[[ Supplied data open ]]
// ═══════════════════════════════════════════════════════════════════════════════
// Stall Recovery
// ═══════════════════════════════════════════════════════════════════════════════

/// Requeue active entries whose renewals stopped.
async fn stall_loop(
    client: ::redis::Client,
    keys: QueueKeys,
    policy: StallPolicy,
    queue: String,
) {
    let mut interval = tokio::time::interval(policy.check_interval);
    interval.set_missed_tick_behavior(tokio::time::MissedTickBehavior::Delay);

    loop {
        interval.tick().await;

        let Ok(mut conn) = connection(&client).await else {
            continue;
        };

        let entries: Vec<(String, String)> = match ::redis::cmd("HGETALL")
            .arg(&keys.active)
            .query_async(&mut conn)
            .await
        {
            Ok(entries) => entries,
            Err(error) => {
                warn!(queue = %queue, error = %error, "stall check could not read active set");
                continue;
            }
        };

        let now_ms = Utc::now().timestamp_millis();
        let stale_after_ms = (policy.check_interval.as_millis() as i64) * 2;

        for (field, raw) in entries {
            let Ok(entry) = serde_json::from_str::<ActiveEntry>(&raw) else {
                continue;
            };
            if now_ms - entry.touched_ms < stale_after_ms {
                continue;
            }

            // HDEL arbitrates with the worker settling the job normally.
            let removed: i64 = ::redis::cmd("HDEL")
                .arg(&keys.active)
                .arg(&field)
                .query_async(&mut conn)
                .await
                .unwrap_or(0);
            if removed != 1 {
                continue;
            }

            let stalls: i64 = ::redis::cmd("HINCRBY")
                .arg(&keys.stalls)
                .arg(&field)
                .arg(1)
                .query_async(&mut conn)
                .await
                .unwrap_or(i64::MAX);

            if stalls > i64::from(policy.max_stalled_count) {
                warn!(queue = %queue, job = %field, stalls, "job exceeded max stall count, marking failed");
                let _ = ::redis::cmd("HDEL")
                    .arg(&keys.stalls)
                    .arg(&field)
                    .query_async::<_, i64>(&mut conn)
                    .await;
                if !entry.job.options.remove_on_fail {
                    push_trail(&mut conn, &keys.failed, &entry.job).await;
                }
            } else {
                debug!(queue = %queue, job = %field, stalls, "requeueing stalled job");
                if let Ok(serialized) = serde_json::to_string(&entry.job) {
                    let _ = ::redis::cmd("RPUSH")
                        .arg(&keys.wait)
                        .arg(serialized)
                        .query_async::<_, i64>(&mut conn)
                        .await;
                }
            }
        }
    }
}

// ═══════════════════════════════════════════════════════════════════════════════
// Tests
// ═══════════════════════════════════════════════════════════════════════════════
//! Console and file log sinks.
//!
//! Both sinks are single-attempt: a failed write is reported by the pipeline
//! and never retried.

use async_trait::async_trait;
use chrono::{NaiveDate, Utc};
use colored::Colorize;
use std::fs;
use std::io::Write;
use std::path::{Path, PathBuf};

use crate::config::LogSettings;
use crate::error::{AnthillError, ErrorCode, Result};
use crate::logging::{LogLevel, LogRecord};

/// A log delivery destination.
#[async_trait]
pub trait LogSink: Send + Sync {
    /// Stable sink name used for enable/disable toggling and diagnostics.
    fn name(&self) -> &str;

    /// Deliver one record.
    async fn log(&self, record: &LogRecord) -> Result<()>;

    /// Discard whatever the sink has accumulated. Default: nothing to do.
    fn clear(&self) {}
}

// ═══════════════════════════════════════════════════════════════════════════════
// Console Sink
// ═══════════════════════════════════════════════════════════════════════════════

/// Writes `[timestamp] | LEVEL | message` lines to stdout, with warnings and
/// worse going to stderr. Colored per level.
pub struct ConsoleSink;

impl ConsoleSink {
    fn colorize(level: LogLevel, line: &str) -> String {
        match level {
            LogLevel::Fatal => line.red().reversed().to_string(),
            LogLevel::Error => line.red().to_string(),
            LogLevel::Warn => line.yellow().to_string(),
            LogLevel::Info => line.green().to_string(),
            LogLevel::Debug => line.cyan().to_string(),
            LogLevel::Trace => line.white().dimmed().to_string(),
            LogLevel::Audit => line.bright_black().to_string(),
        }
    }
}

#[async_trait]
impl LogSink for ConsoleSink {
    fn name(&self) -> &str {
        "console"
    }

    async fn log(&self, record: &LogRecord) -> Result<()> {
        let line = Self::colorize(record.level, &record.line());
        if record.level.is_severe() {
            eprintln!("{line}");
        } else {
            println!("{line}");
        }
        Ok(())
    }

    fn clear(&self) {
        // ANSI clear-screen + cursor home.
        print!("\x1B[2J\x1B[1;1H");
        let _ = std::io::stdout().flush();
    }
}

// ═══════════════════════════════════════════════════════════════════════════════
// File Sink
// ═══════════════════════════════════════════════════════════════════════════════

/// Appends to a date-stamped file, `<dir>/<name>-<YYYY-MM-DD>.log`.
///
/// Housekeeping (age-based deletion, size-based roll) is evaluated only every
/// Nth write to bound the cost of filesystem stat calls.
pub struct FileSink {
    directory: PathBuf,
    base_name: String,
    max_days: Option<u32>,
    max_size_mb: Option<u64>,
    check_every: u32,
    tick: parking_lot::Mutex<u32>,
}

impl FileSink {
    pub fn new(settings: &LogSettings) -> Self {
        Self {
            directory: PathBuf::from(&settings.directory),
            base_name: settings.file_name.clone(),
            max_days: settings.max_days,
            max_size_mb: settings.max_size_mb,
            check_every: settings.rotation_check_every.max(1),
            // Start saturated so the first write runs housekeeping.
            tick: parking_lot::Mutex::new(settings.rotation_check_every.max(1)),
        }
    }

    fn current_file_name(&self) -> String {
        format!(
            "{}-{}.log",
            self.base_name,
            Utc::now().format("%Y-%m-%d")
        )
    }

    fn current_path(&self) -> PathBuf {
        self.directory.join(self.current_file_name())
    }

    /// Extract the `<date>` portion of a `<name>-<date>.log` file name.
    fn dated_suffix<'a>(&self, file_name: &'a str) -> Option<&'a str> {
        file_name
            .strip_prefix(&self.base_name)?
            .strip_prefix('-')?
            .strip_suffix(".log")
    }

    fn housekeeping(&self) -> Result<()> {
        {
            let mut tick = self.tick.lock();
            if *tick < self.check_every {
                *tick += 1;
                return Ok(());
            }
            *tick = 0;
        }

        fs::create_dir_all(&self.directory).map_err(|e| {
            AnthillError::with_internal(
                ErrorCode::SinkWriteFailed,
                "Could not create log directory",
                e.to_string(),
            )
        })?;

        if let Some(max_days) = self.max_days {
            self.delete_expired(max_days);
        }

        if let Some(max_size_mb) = self.max_size_mb {
            self.roll_oversized(max_size_mb);
        }

        Ok(())
    }

    /// Delete date-named log files older than the retention window.
    fn delete_expired(&self, max_days: u32) {
        let cutoff = Utc::now().date_naive() - chrono::Duration::days(i64::from(max_days));

        let Ok(entries) = fs::read_dir(&self.directory) else {
            return;
        };

        for entry in entries.flatten() {
            let file_name = entry.file_name();
            let Some(name) = file_name.to_str() else {
                continue;
            };
            let Some(suffix) = self.dated_suffix(name) else {
                continue;
            };
            // Rolled files carry a unix-timestamp suffix and are skipped here.
            let Ok(date) = NaiveDate::parse_from_str(suffix, "%Y-%m-%d") else {
                continue;
            };
            if date <= cutoff {
                let _ = fs::remove_file(entry.path());
            }
        }
    }

    /// Rename the current file out of the way once it exceeds the size cap.
    fn roll_oversized(&self, max_size_mb: u64) {
        let path = self.current_path();
        let Ok(metadata) = fs::metadata(&path) else {
            return;
        };

        let size_mb = metadata.len() / (1024 * 1024);
        if size_mb >= max_size_mb {
            let rolled = self.directory.join(format!(
                "{}-{}.log",
                self.base_name,
                Utc::now().timestamp()
            ));
            let _ = fs::rename(&path, rolled);
        }
    }

    fn append_line(&self, path: &Path, line: &str) -> Result<()> {
        let mut file = fs::OpenOptions::new()
            .create(true)
            .append(true)
            .open(path)
            .map_err(|e| {
                AnthillError::with_internal(
                    ErrorCode::SinkWriteFailed,
                    "Could not open log file",
                    format!("{}: {e}", path.display()),
                )
            })?;

        writeln!(file, "{line}").map_err(|e| {
            AnthillError::with_internal(
                ErrorCode::SinkWriteFailed,
                "Could not append to log file",
                format!("{}: {e}", path.display()),
            )
        })
    }
}

#[async_trait]
impl LogSink for FileSink {
    fn name(&self) -> &str {
        "file"
    }

    async fn log(&self, record: &LogRecord) -> Result<()> {
        self.housekeeping()?;
        self.append_line(&self.current_path(), &record.line())
    }

    fn clear(&self) {
        let path = self.current_path();
        if path.exists() {
            let _ = fs::write(path, b"");
        }
    }
}

// ═══════════════════════════════════════════════════════════════════════════════
// Tests
// ═══════════════════════════════════════════════════════════════════════════════
//! Scheduler single-flight and counter properties.
//!
//! Tests cover:
//! - Overlapping ticks never start a second execution
//! - Delay/executed counters across skips, successes and failures
//! - The sleeping-handler scenario (handler outlives multiple ticks)
//! - Tick-source start/stop leaving counters untouched

use anthill_core::logging::{LogPipeline, PipelineSettings};
use anthill_core::scheduler::{ManualTickSource, Task, TaskScheduler, TickSource};
use anthill_core::{AnthillError, Result};
use async_trait::async_trait;
use chrono::{DateTime, Utc};
use std::sync::atomic::{AtomicUsize, Ordering};
use std::sync::Arc;
use std::time::Duration;
use tokio::sync::Notify;

// ============================================================================
// Harness
// ============================================================================

/// Task whose handler blocks until the test releases it.
struct GatedTask {
    name: String,
    invocations: AtomicUsize,
    gate: Notify,
}

impl GatedTask {
    fn new(name: &str) -> Arc<Self> {
        Arc::new(Self {
            name: name.to_string(),
            invocations: AtomicUsize::new(0),
            gate: Notify::new(),
        })
    }

    fn invocations(&self) -> usize {
        self.invocations.load(Ordering::SeqCst)
    }

    fn release(&self) {
        self.gate.notify_one();
    }
}

#[async_trait]
impl Task for GatedTask {
    fn name(&self) -> &str {
        &self.name
    }

    async fn run(&self, _now: DateTime<Utc>) -> Result<()> {
        self.invocations.fetch_add(1, Ordering::SeqCst);
        self.gate.notified().await;
        Ok(())
    }
}

fn harness() -> (Arc<ManualTickSource>, TaskScheduler) {
    let ticks = Arc::new(ManualTickSource::new());
    let pipeline = Arc::new(LogPipeline::new(PipelineSettings::default()));
    let scheduler = TaskScheduler::new(Arc::clone(&ticks) as Arc<dyn TickSource>, pipeline);
    (ticks, scheduler)
}

async fn wait_for(mut condition: impl FnMut() -> bool) {
    for _ in 0..400 {
        if condition() {
            return;
        }
        tokio::time::sleep(Duration::from_millis(5)).await;
    }
    panic!("condition not reached within 2s");
}

// ============================================================================
// Single-flight Properties
// ============================================================================

#[tokio::test]
async fn test_tick_while_running_is_skipped_and_counted() {
    let (ticks, scheduler) = harness();
    let task = GatedTask::new("daily");
    scheduler.schedule(Arc::clone(&task) as Arc<dyn Task>).unwrap();

    ticks.fire_now();
    wait_for(|| task.invocations() == 1).await;
    assert!(scheduler.snapshot("daily").unwrap().is_running);

    // A tick during execution must not start a second invocation.
    ticks.fire_now();
    tokio::time::sleep(Duration::from_millis(30)).await;
    assert_eq!(task.invocations(), 1);

    let snapshot = scheduler.snapshot("daily").unwrap();
    assert!(snapshot.is_running);
    assert_eq!(snapshot.delayed_times, 1);
    assert_eq!(snapshot.executed_times, 0);

    task.release();
    wait_for(|| {
        scheduler
            .snapshot("daily")
            .map(|s| !s.is_running)
            .unwrap_or(false)
    })
    .await;
}

#[tokio::test]
async fn test_successful_completion_updates_counters() {
    let (ticks, scheduler) = harness();
    let task = GatedTask::new("hourly");
    scheduler.schedule(Arc::clone(&task) as Arc<dyn Task>).unwrap();

    ticks.fire_now();
    wait_for(|| task.invocations() == 1).await;
    task.release();

    wait_for(|| {
        scheduler
            .snapshot("hourly")
            .map(|s| !s.is_running)
            .unwrap_or(false)
    })
    .await;

    let snapshot = scheduler.snapshot("hourly").unwrap();
    assert_eq!(snapshot.executed_times, 1);
    assert_eq!(snapshot.delayed_times, 0);
}

#[tokio::test]
async fn test_sleeping_handler_over_three_ticks() {
    let (ticks, scheduler) = harness();
    let task = GatedTask::new("daily");
    scheduler.schedule(Arc::clone(&task) as Arc<dyn Task>).unwrap();

    // Tick 1 starts the handler, which sleeps across the next two ticks.
    ticks.fire_now();
    wait_for(|| task.invocations() == 1).await;

    // Ticks 2 and 3 are skipped.
    ticks.fire_now();
    ticks.fire_now();
    tokio::time::sleep(Duration::from_millis(30)).await;

    assert_eq!(task.invocations(), 1);
    let during = scheduler.snapshot("daily").unwrap();
    assert_eq!(during.delayed_times, 2);
    assert_eq!(during.executed_times, 0);

    task.release();
    wait_for(|| {
        scheduler
            .snapshot("daily")
            .map(|s| !s.is_running)
            .unwrap_or(false)
    })
    .await;

    // After settling, executed and delayed are mutually exclusive.
    let after = scheduler.snapshot("daily").unwrap();
    assert_eq!(after.executed_times, 1);
    assert_eq!(after.delayed_times, 0);
    assert!(!(after.executed_times > 0 && after.delayed_times > 0));
}

#[tokio::test]
async fn test_consecutive_runs_accumulate_executions() {
    let (ticks, scheduler) = harness();
    let task = GatedTask::new("minutely");
    scheduler.schedule(Arc::clone(&task) as Arc<dyn Task>).unwrap();

    for expected in 1..=3usize {
        ticks.fire_now();
        wait_for(|| task.invocations() == expected).await;
        task.release();
        wait_for(|| {
            scheduler
                .snapshot("minutely")
                .map(|s| !s.is_running && s.executed_times == expected as u32)
                .unwrap_or(false)
        })
        .await;
    }

    let snapshot = scheduler.snapshot("minutely").unwrap();
    assert_eq!(snapshot.executed_times, 3);
    assert_eq!(snapshot.delayed_times, 0);
}

// ============================================================================
// Failure Handling
// ============================================================================

struct FlakyTask {
    runs: AtomicUsize,
    failures_seen: AtomicUsize,
}

#[async_trait]
impl Task for FlakyTask {
    fn name(&self) -> &str {
        "flaky"
    }

    async fn run(&self, _now: DateTime<Utc>) -> Result<()> {
        let run = self.runs.fetch_add(1, Ordering::SeqCst);
        if run % 2 == 0 {
            Err(AnthillError::new(
                anthill_core::ErrorCode::TaskFailed,
                "intermittent",
            ))
        } else {
            Ok(())
        }
    }

    async fn on_failed(&self, _error: &AnthillError) {
        self.failures_seen.fetch_add(1, Ordering::SeqCst);
    }
}

#[tokio::test]
async fn test_failure_resets_executed_then_success_rebuilds() {
    let (ticks, scheduler) = harness();
    let task = Arc::new(FlakyTask {
        runs: AtomicUsize::new(0),
        failures_seen: AtomicUsize::new(0),
    });
    scheduler.schedule(Arc::clone(&task) as Arc<dyn Task>).unwrap();

    // First tick fails.
    ticks.fire_now();
    wait_for(|| task.failures_seen.load(Ordering::SeqCst) == 1).await;
    let after_failure = scheduler.snapshot("flaky").unwrap();
    assert_eq!(after_failure.executed_times, 0);
    assert_eq!(after_failure.delayed_times, 0);
    assert!(!after_failure.is_running);

    // Second tick succeeds; the schedule survived the failure.
    ticks.fire_now();
    wait_for(|| {
        scheduler
            .snapshot("flaky")
            .map(|s| s.executed_times == 1)
            .unwrap_or(false)
    })
    .await;
}

// ============================================================================
// Tick Control
// ============================================================================

#[tokio::test]
async fn test_stopped_task_keeps_counters_until_restarted() {
    let (ticks, scheduler) = harness();
    let task = GatedTask::new("controlled");
    scheduler.schedule(Arc::clone(&task) as Arc<dyn Task>).unwrap();

    ticks.fire_now();
    wait_for(|| task.invocations() == 1).await;
    task.release();
    wait_for(|| {
        scheduler
            .snapshot("controlled")
            .map(|s| s.executed_times == 1)
            .unwrap_or(false)
    })
    .await;

    assert!(scheduler.stop("controlled"));
    ticks.fire_now();
    ticks.fire_now();
    tokio::time::sleep(Duration::from_millis(30)).await;

    let stopped = scheduler.snapshot("controlled").unwrap();
    assert_eq!(task.invocations(), 1);
    assert_eq!(stopped.executed_times, 1);
    assert_eq!(stopped.delayed_times, 0);

    assert!(scheduler.start("controlled"));
    ticks.fire_now();
    wait_for(|| task.invocations() == 2).await;
    task.release();
    wait_for(|| {
        scheduler
            .snapshot("controlled")
            .map(|s| s.executed_times == 2)
            .unwrap_or(false)
    })
    .await;
}
// ═══════════════════════════════════════════════════════════════════════════════
// Tests
// ═══════════════════════════════════════════════════════════════════════════════

#[cfg(test)]
mod tests {
    use super::*;
    use crate::broker::{JobHandler, WorkerEvent, WorkerHandle, WorkerOptions};
    use crate::logging::PipelineSettings;
    use async_trait::async_trait;
    use serde_json::json;
    use std::collections::VecDeque;
    use std::sync::atomic::AtomicUsize;
    use tokio::sync::{mpsc, watch};

    /// Queue fake recording adds/pauses and replaying scripted active counts.
    struct FakeQueue {
        name: String,
        added: parking_lot::Mutex<Vec<Job>>,
        paused: AtomicBool,
        active_counts: parking_lot::Mutex<VecDeque<usize>>,
    }

    impl FakeQueue {
        fn new(name: &str) -> Self {
            Self {
                name: name.to_string(),
                added: parking_lot::Mutex::new(Vec::new()),
                paused: AtomicBool::new(false),
                active_counts: parking_lot::Mutex::new(VecDeque::new()),
            }
        }
    }

    #[async_trait]
    impl BrokerQueue for FakeQueue {
        fn name(&self) -> &str {
            &self.name
        }

        async fn add(&self, job: Job) -> Result<JobId> {
            let id = job.id;
            self.added.lock().push(job);
            Ok(id)
        }

        async fn pause(&self) -> Result<()> {
            self.paused.store(true, Ordering::SeqCst);
            Ok(())
        }

        async fn resume(&self) -> Result<()> {
            self.paused.store(false, Ordering::SeqCst);
            Ok(())
        }

        async fn active_count(&self) -> Result<usize> {
            Ok(self.active_counts.lock().pop_front().unwrap_or(0))
        }
    }

    struct CountingBroker {
        created: AtomicUsize,
        queues: DashMap<String, Arc<FakeQueue>>,
        last_options: parking_lot::Mutex<Option<QueueOptions>>,
    }

    impl CountingBroker {
        fn new() -> Self {
            Self {
                created: AtomicUsize::new(0),
                queues: DashMap::new(),
                last_options: parking_lot::Mutex::new(None),
            }
        }

        fn fake(&self, name: &str) -> Arc<FakeQueue> {
            let entry = self
                .queues
                .entry(name.to_string())
                .or_insert_with(|| Arc::new(FakeQueue::new(name)));
            Arc::clone(entry.value())
        }
    }

    #[async_trait]
    impl Broker for CountingBroker {
        async fn queue(
            &self,
            name: &str,
            options: QueueOptions,
        ) -> Result<Arc<dyn BrokerQueue>> {
            self.created.fetch_add(1, Ordering::SeqCst);
            *self.last_options.lock() = Some(options);
            Ok(self.fake(name))
        }

        async fn run_worker(
            &self,
            _queue: &str,
            _handler: Arc<dyn JobHandler>,
            _options: WorkerOptions,
            _events: mpsc::Sender<WorkerEvent>,
        ) -> Result<WorkerHandle> {
            let (shutdown, _) = watch::channel(false);
            Ok(WorkerHandle::new(shutdown))
        }
    }

    fn pipeline() -> Arc<LogPipeline> {
        Arc::new(LogPipeline::new(PipelineSettings::default()))
    }

    fn registry_with(
        broker: Arc<CountingBroker>,
        settings: QueueSettings,
    ) -> Arc<QueueRegistry> {
        Arc::new(QueueRegistry::new(broker, settings, pipeline()))
    }

    #[tokio::test]
    async fn test_boot_queue_is_idempotent() {
        let broker = Arc::new(CountingBroker::new());
        let registry = registry_with(Arc::clone(&broker), QueueSettings::default());

        let first = registry.boot_queue("emails", None).await.unwrap();
        let second = registry.boot_queue("emails", None).await.unwrap();

        assert!(Arc::ptr_eq(&first, &second));
        assert_eq!(broker.created.load(Ordering::SeqCst), 1);
    }

    #[tokio::test]
    async fn test_fallback_options_use_group_prefix() {
        let broker = Arc::new(CountingBroker::new());
        let settings = QueueSettings {
            group: "Acme Corp".to_string(),
            ..QueueSettings::default()
        };
        let registry = registry_with(Arc::clone(&broker), settings);

        registry.boot_queue("emails", None).await.unwrap();

        let options = broker.last_options.lock().clone().unwrap();
        assert_eq!(options.prefix, "acme_corp");
        assert!(options.stall.is_none(), "no retry strategy, no stall policy");
    }

    #[tokio::test]
    async fn test_stall_policy_attached_with_retry_strategy() {
        let broker = Arc::new(CountingBroker::new());
        let settings = QueueSettings {
            retry_strategy: RetryStrategyKind::Fixed,
            ..QueueSettings::default()
        };
        let registry = registry_with(Arc::clone(&broker), settings);

        registry.boot_queue("emails", None).await.unwrap();

        let options = broker.last_options.lock().clone().unwrap();
        let stall = options.stall.expect("stall policy expected");
        assert_eq!(stall.check_interval, Duration::from_millis(1000));
        assert_eq!(stall.max_stalled_count, 10);
    }

    #[tokio::test]
    async fn test_default_job_options_without_retry_strategy() {
        let broker = Arc::new(CountingBroker::new());
        let registry = registry_with(Arc::clone(&broker), QueueSettings::default());
        let dispatcher = JobDispatcher::new(Arc::clone(&registry), pipeline());

        dispatcher.dispatch("x", json!({})).await.unwrap();

        let queue = broker.fake("default");
        let added = queue.added.lock();
        assert_eq!(added.len(), 1);
        let options = &added[0].options;
        assert_eq!(options.attempts, 3);
        assert!(options.backoff.is_none());
        assert!(!options.remove_on_complete);
        assert!(!options.remove_on_fail);
    }

    #[tokio::test]
    async fn test_backoff_present_with_fixed_strategy() {
        let broker = Arc::new(CountingBroker::new());
        let settings = QueueSettings {
            retry_strategy: RetryStrategyKind::Fixed,
            retry_delay_ms: 250,
            ..QueueSettings::default()
        };
        let registry = registry_with(Arc::clone(&broker), settings);
        let dispatcher = JobDispatcher::new(Arc::clone(&registry), pipeline());

        dispatcher.dispatch("x", json!({})).await.unwrap();

        let queue = broker.fake("default");
        let added = queue.added.lock();
        let backoff = added[0].options.backoff.clone().expect("backoff expected");
        assert_eq!(backoff, Backoff::fixed(Duration::from_millis(250)));
    }

    #[tokio::test]
    async fn test_caller_patch_overrides_defaults() {
        let broker = Arc::new(CountingBroker::new());
        let registry = registry_with(Arc::clone(&broker), QueueSettings::default());
        let dispatcher = JobDispatcher::new(Arc::clone(&registry), pipeline());

        let patch = JobOptionsPatch {
            attempts: Some(7),
            remove_on_complete: Some(true),
            ..JobOptionsPatch::default()
        };
        dispatcher.dispatch_with("x", json!({}), patch).await.unwrap();

        let queue = broker.fake("default");
        let added = queue.added.lock();
        assert_eq!(added[0].options.attempts, 7);
        assert!(added[0].options.remove_on_complete);
        assert!(!added[0].options.remove_on_fail);
    }

    #[tokio::test]
    async fn test_bound_queue_targets_named_queue() {
        let broker = Arc::new(CountingBroker::new());
        let registry = registry_with(Arc::clone(&broker), QueueSettings::default());
        let dispatcher = JobDispatcher::new(Arc::clone(&registry), pipeline());

        dispatcher
            .queue("reports")
            .dispatch("monthly", json!({"month": 1}))
            .await
            .unwrap();

        assert_eq!(broker.fake("reports").added.lock().len(), 1);
        assert!(broker.fake("default").added.lock().is_empty());
    }

    #[tokio::test]
    async fn test_repeat_attaches_recurrence() {
        let broker = Arc::new(CountingBroker::new());
        let registry = registry_with(Arc::clone(&broker), QueueSettings::default());
        let dispatcher = JobDispatcher::new(Arc::clone(&registry), pipeline());

        dispatcher
            .repeat(
                "heartbeat",
                json!({}),
                RepeatOptions {
                    every: Duration::from_secs(60),
                    limit: Some(10),
                },
            )
            .await
            .unwrap();

        let queue = broker.fake("default");
        let added = queue.added.lock();
        let repeat = added[0].options.repeat.clone().expect("repeat expected");
        assert_eq!(repeat.every, Duration::from_secs(60));
        assert_eq!(repeat.limit, Some(10));
    }

    #[tokio::test]
    async fn test_stop_pauses_then_polls_until_idle() {
        let broker = Arc::new(CountingBroker::new());
        let registry = registry_with(Arc::clone(&broker), QueueSettings::default());
        let dispatcher = JobDispatcher::new(Arc::clone(&registry), pipeline());

        dispatcher.dispatch("x", json!({})).await.unwrap();
        let queue = broker.fake("default");
        queue
            .active_counts
            .lock()
            .extend([3usize, 2, 1, 0]);

        registry.stop().await;

        assert!(queue.paused.load(Ordering::SeqCst));
        assert!(queue.active_counts.lock().is_empty(), "all polls consumed");

        // New dispatches are rejected once draining.
        let rejected = dispatcher.dispatch("y", json!({})).await;
        assert_eq!(
            rejected.unwrap_err().code(),
            ErrorCode::QueueDraining
        );
    }
}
[[ Supplied data closed ]]
The task: Which of the lines in the listing above include "NaiveDate"? Report each of them.

Reply:
use chrono::{NaiveDate, Utc};
            let Ok(date) = NaiveDate::parse_from_str(suffix, "%Y-%m-%d") else {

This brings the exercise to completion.